Transcribe only the lines between the first line of the records and the line containing "const INTEGRATION_POLL_INTERVAL: Duration", inclusive, exactly as written.

:: Data for review ::
+--

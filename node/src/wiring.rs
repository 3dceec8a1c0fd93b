//! Builds the engine's topology from `Config` + the static chain table in
//! [`crate::chains`]: one RPC pool per chain, the chain registry, one
//! `ContractTask` per (chain, asset) contract the registry tracks, one
//! `IntegrationTask` per configured integration contract, and the recurring
//! daily snapshot job. Kept out of `main` so the wiring itself — which is
//! mostly plumbing, not control flow — stays unit-testable in isolation
//! from process lifecycle concerns.

use crate::chains::{self, CHAINS};
use chrono::{Duration as ChronoDuration, NaiveTime, Utc};
use droplets_chain::transport::ChainTransport;
use droplets_chain::{ChainRegistry, JsonRpcEndpoint, RpcPool};
use droplets_common::model::{Chain, IntegrationContractConfig, IntegrationKind};
use droplets_common::{AssetSymbol, ChainId, Config};
use droplets_ingest::ContractTask;
use droplets_integrations::IntegrationTask;
use droplets_oracle::OracleService;
use droplets_snapshot::SnapshotEngine;
use droplets_store::Db;
use ethers::types::Address;
use std::collections::HashMap;
use std::sync::Arc;
use std::time::Duration;
use tokio::sync::watch;

const INTEGRATION_POLL_INTERVAL: Duration = Duration::from_secs(20);
const INTEGRATION_POSITION_REFRESH_INTERVAL: Duration = Duration::from_secs(15 * 60);
const RECONCILIATION_INTERVAL: Duration = Duration::from_secs(10 * 60);
const DEFAULT_BATCH_SIZE: u64 = 500;

pub struct EnginePlan {
    pub contract_tasks: Vec<ContractTask>,
    pub integration_tasks: Vec<IntegrationTask>,
    pub snapshot: SnapshotPlan,
    pub reconciliation: crate::reconcile_loop::ReconciliationPlan,
}

/// Everything the snapshot loop needs, owned so it can run as its own
/// `'static` task independent of the wiring function's stack frame.
pub struct SnapshotPlan {
    pub db: Db,
    pub registry: Arc<ChainRegistry>,
    pub config: Arc<Config>,
    pub canonical_transport: Arc<dyn ChainTransport>,
}

pub async fn build(config: &Config, db: Db) -> anyhow::Result<EnginePlan> {
    let rpc_base_urls = config.rpc_base_urls()?;
    let mut transports: HashMap<ChainId, Arc<dyn ChainTransport>> = HashMap::new();

    for chain_def in CHAINS {
        let base_url = rpc_base_urls.get(chain_def.env_name).ok_or_else(|| {
            anyhow::anyhow!("missing ALCHEMY_{}_BASE_URL", chain_def.env_name)
        })?;

        let urls: Vec<String> = config
            .alchemy_api_keys
            .iter()
            .map(|key| format!("{}/{}", base_url.trim_end_matches('/'), key))
            .collect();
        let endpoints: Vec<Box<dyn ChainTransport>> = urls
            .iter()
            .map(|url| Box::new(JsonRpcEndpoint::new(url.clone(), config.rpc_call_timeout)) as Box<dyn ChainTransport>)
            .collect();

        let pool: Arc<dyn ChainTransport> = Arc::new(RpcPool::new(chain_def.chain_id, endpoints, &urls));
        transports.insert(ChainId(chain_def.chain_id), pool);
    }

    let mut chain_rows = Vec::new();
    for chain_def in CHAINS {
        let confirmations = config.confirmations_for(chain_def.env_name)?;
        chain_rows.push(Chain {
            chain_id: ChainId(chain_def.chain_id),
            name: chain_def.env_name.to_string(),
            is_canonical: chain_def.is_canonical,
            confirmations,
            batch_size: DEFAULT_BATCH_SIZE,
            poll_interval_secs: crate::poll_interval_default().as_secs(),
        });
    }

    let mut asset_rows = Vec::new();
    for asset in AssetSymbol::ALL {
        for chain_def in CHAINS {
            if !asset_is_configured(asset, chain_def.env_name, chain_def.is_canonical) {
                continue;
            }
            let cfg = config.resolve_asset(
                asset,
                ChainId(chain_def.chain_id),
                chain_def.env_name,
                chains::decimals_for(asset),
                chain_def.is_canonical,
            )?;
            asset_rows.push(cfg);
        }
    }

    let mut registry = ChainRegistry::new(chain_rows, asset_rows);

    let integration_contracts = config.integration_contracts()?;
    for ic in &integration_contracts {
        registry.register_excluded(ic.contract_address);
        droplets_store::excluded::insert(
            &db,
            &droplets_common::model::ExcludedAddress {
                address: ic.contract_address,
                reason: format!("integration:{}", ic.protocol_id.0),
            },
        )
        .await?;
    }

    let registry = Arc::new(registry);
    let canonical_chain_id = registry.canonical_chain_id();
    let canonical_transport = transports
        .get(&canonical_chain_id)
        .expect("canonical chain always has a transport")
        .clone();

    let is_excluded: Arc<dyn Fn(Address) -> bool + Send + Sync> = {
        let registry = registry.clone();
        Arc::new(move |addr: Address| registry.is_excluded(addr))
    };

    let mut contract_tasks = Vec::new();
    for asset_cfg in registry.contracts_to_track() {
        let chain_row = registry.chain(asset_cfg.chain_id).expect("chain row present for every tracked asset");

        contract_tasks.push(ContractTask {
            chain_id: asset_cfg.chain_id,
            canonical_chain_id,
            contract_address: asset_cfg.contract_address,
            asset: asset_cfg.asset,
            deploy_block: asset_cfg.deploy_block,
            pps_scale: 18,
            confirmations: chain_row.confirmations,
            batch_size: chain_row.batch_size,
            poll_interval: Duration::from_secs(chain_row.poll_interval_secs),
            transport: transports.get(&asset_cfg.chain_id).expect("transport built for every chain").clone(),
            db: db.clone(),
            integration_addresses: integration_contracts.iter().map(|ic| ic.contract_address).collect(),
            is_excluded: is_excluded.clone(),
        });
    }

    let mut integration_tasks = Vec::new();
    for ic in &integration_contracts {
        let chain_row = registry
            .chain(ic.chain_id)
            .ok_or_else(|| anyhow::anyhow!("integration {} configured on untracked chain {}", ic.protocol_id.0, ic.chain_id))?;
        let transport = transports
            .get(&ic.chain_id)
            .ok_or_else(|| anyhow::anyhow!("no transport for integration {} chain {}", ic.protocol_id.0, ic.chain_id))?
            .clone();
        let adapter: Arc<dyn droplets_integrations::IntegrationAdapter> =
            Arc::from(droplets_integrations::build_adapter(ic.clone(), xtoken_is_token0(ic)));

        integration_tasks.push(IntegrationTask {
            chain_id: ic.chain_id,
            protocol_id: ic.protocol_id.clone(),
            contract_address: ic.contract_address,
            deploy_block: ic.deploy_block,
            confirmations: chain_row.confirmations,
            batch_size: chain_row.batch_size,
            poll_interval: INTEGRATION_POLL_INTERVAL,
            position_refresh_interval: INTEGRATION_POSITION_REFRESH_INTERVAL,
            transport,
            db: db.clone(),
            adapter,
        });
    }

    let reconciliation = crate::reconcile_loop::ReconciliationPlan {
        db: db.clone(),
        integration_contracts,
        transports,
        interval: RECONCILIATION_INTERVAL,
    };

    Ok(EnginePlan {
        contract_tasks,
        integration_tasks,
        snapshot: SnapshotPlan {
            db,
            registry,
            config: Arc::new(config.clone()),
            canonical_transport,
        },
        reconciliation,
    })
}

/// A (asset, chain) pair is only tracked if its vault/OFT address is
/// actually configured — not every asset necessarily bridges to every
/// satellite chain (§1 non-goal: no arbitrary new chains, but a given
/// deployment may still skip a specific asset/chain combination).
fn asset_is_configured(asset: AssetSymbol, chain_env_name: &str, is_canonical: bool) -> bool {
    let prefix = asset.as_str();
    let key = if is_canonical {
        format!("{prefix}_VAULT_ETH")
    } else {
        format!("{prefix}_OFT_{chain_env_name}")
    };
    std::env::var(key).is_ok()
}

/// AMM LP pools need to know which reserve side is the tracked xToken;
/// `INTEGRATION_{NAME}_XTOKEN_TOKEN0` defaults to `true` (xToken is token0)
/// since most tracked pools pair the vault asset against a stable quote in
/// the second slot.
fn xtoken_is_token0(ic: &IntegrationContractConfig) -> bool {
    if ic.kind != IntegrationKind::AmmLp {
        return true;
    }
    let name = ic.protocol_id.0.to_uppercase();
    std::env::var(format!("INTEGRATION_{name}_XTOKEN_TOKEN0"))
        .map(|v| v != "false")
        .unwrap_or(true)
}

/// Runs the daily snapshot forever: sleeps until the configured
/// `SNAPSHOT_TIME_HOUR:MINUTE` UTC, runs the engine for that date, then
/// sleeps until the same time the next day. A `DailyJob` row is the mutex
/// (§5: "it never overlaps itself"), so a restart mid-run simply re-enters
/// `SnapshotEngine::run`, which is idempotent by date.
pub async fn run_snapshot_loop(plan: SnapshotPlan, mut shutdown: watch::Receiver<bool>) {
    loop {
        if *shutdown.borrow() {
            return;
        }

        let sleep_for = time_until_next_run(plan.config.snapshot_time_hour, plan.config.snapshot_time_minute);
        tokio::select! {
            _ = tokio::time::sleep(sleep_for) => {}
            _ = shutdown.changed() => continue,
        }
        if *shutdown.borrow() {
            return;
        }

        let snapshot_date = Utc::now().date_naive();
        let oracle = OracleService::new(plan.canonical_transport.as_ref(), &plan.db, plan.registry.canonical_chain_id());
        let engine = SnapshotEngine::new(&plan.db, plan.registry.as_ref(), &oracle, plan.config.as_ref());

        match engine.run(snapshot_date).await {
            Ok(Some(summary)) => {
                tracing::info!(
                    %snapshot_date,
                    processed = summary.addresses_processed,
                    awarded = summary.addresses_awarded,
                    "daily snapshot completed"
                );
            }
            Ok(None) => {
                tracing::info!(%snapshot_date, "daily snapshot already completed; skipped");
            }
            Err(err) => {
                tracing::error!(%snapshot_date, error = %err, "daily snapshot failed");
            }
        }
    }
}

fn time_until_next_run(hour: u32, minute: u32) -> Duration {
    let now = Utc::now();
    let target_time = NaiveTime::from_hms_opt(hour, minute, 0).unwrap_or_else(|| NaiveTime::from_hms_opt(0, 5, 0).unwrap());
    let mut target = now.date_naive().and_time(target_time).and_utc();
    if target <= now {
        target += ChronoDuration::days(1);
    }
    (target - now).to_std().unwrap_or(Duration::from_secs(60))
}

#[cfg(test)]
mod tests {
    use super::*;

    #[test]
    fn asset_is_configured_checks_canonical_key() {
        std::env::remove_var("A_ETH_VAULT_ETH");
        assert!(!asset_is_configured(AssetSymbol::AEth, "ETH", true));
        std::env::set_var("A_ETH_VAULT_ETH", "0x0000000000000000000000000000000000000001");
        assert!(asset_is_configured(AssetSymbol::AEth, "ETH", true));
        std::env::remove_var("A_ETH_VAULT_ETH");
    }

    #[test]
    fn asset_is_configured_checks_satellite_oft_key() {
        std::env::remove_var("A_USD_OFT_ARBITRUM");
        assert!(!asset_is_configured(AssetSymbol::AUsd, "ARBITRUM", false));
        std::env::set_var("A_USD_OFT_ARBITRUM", "0x0000000000000000000000000000000000000002");
        assert!(asset_is_configured(AssetSymbol::AUsd, "ARBITRUM", false));
        std::env::remove_var("A_USD_OFT_ARBITRUM");
    }

    #[test]
    fn time_until_next_run_is_never_negative_and_bounded_by_a_day() {
        let d = time_until_next_run(0, 5);
        assert!(d.as_secs() <= 24 * 60 * 60);
    }
}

+--

:: Finished task ::
filename node/src/wiring.rs
repository 3dceec8a1c0fd93b
//! Builds the engine's topology from `Config` + the static chain table in
//! [`crate::chains`]: one RPC pool per chain, the chain registry, one
//! `ContractTask` per (chain, asset) contract the registry tracks, one
//! `IntegrationTask` per configured integration contract, and the recurring
//! daily snapshot job. Kept out of `main` so the wiring itself — which is
//! mostly plumbing, not control flow — stays unit-testable in isolation
//! from process lifecycle concerns.

use crate::chains::{self, CHAINS};
use chrono::{Duration as ChronoDuration, NaiveTime, Utc};
use droplets_chain::transport::ChainTransport;
use droplets_chain::{ChainRegistry, JsonRpcEndpoint, RpcPool};
use droplets_common::model::{Chain, IntegrationContractConfig, IntegrationKind};
use droplets_common::{AssetSymbol, ChainId, Config};
use droplets_ingest::ContractTask;
use droplets_integrations::IntegrationTask;
use droplets_oracle::OracleService;
use droplets_snapshot::SnapshotEngine;
use droplets_store::Db;
use ethers::types::Address;
use std::collections::HashMap;
use std::sync::Arc;
use std::time::Duration;
use tokio::sync::watch;

const INTEGRATION_POLL_INTERVAL: Duration = Duration::from_secs(20);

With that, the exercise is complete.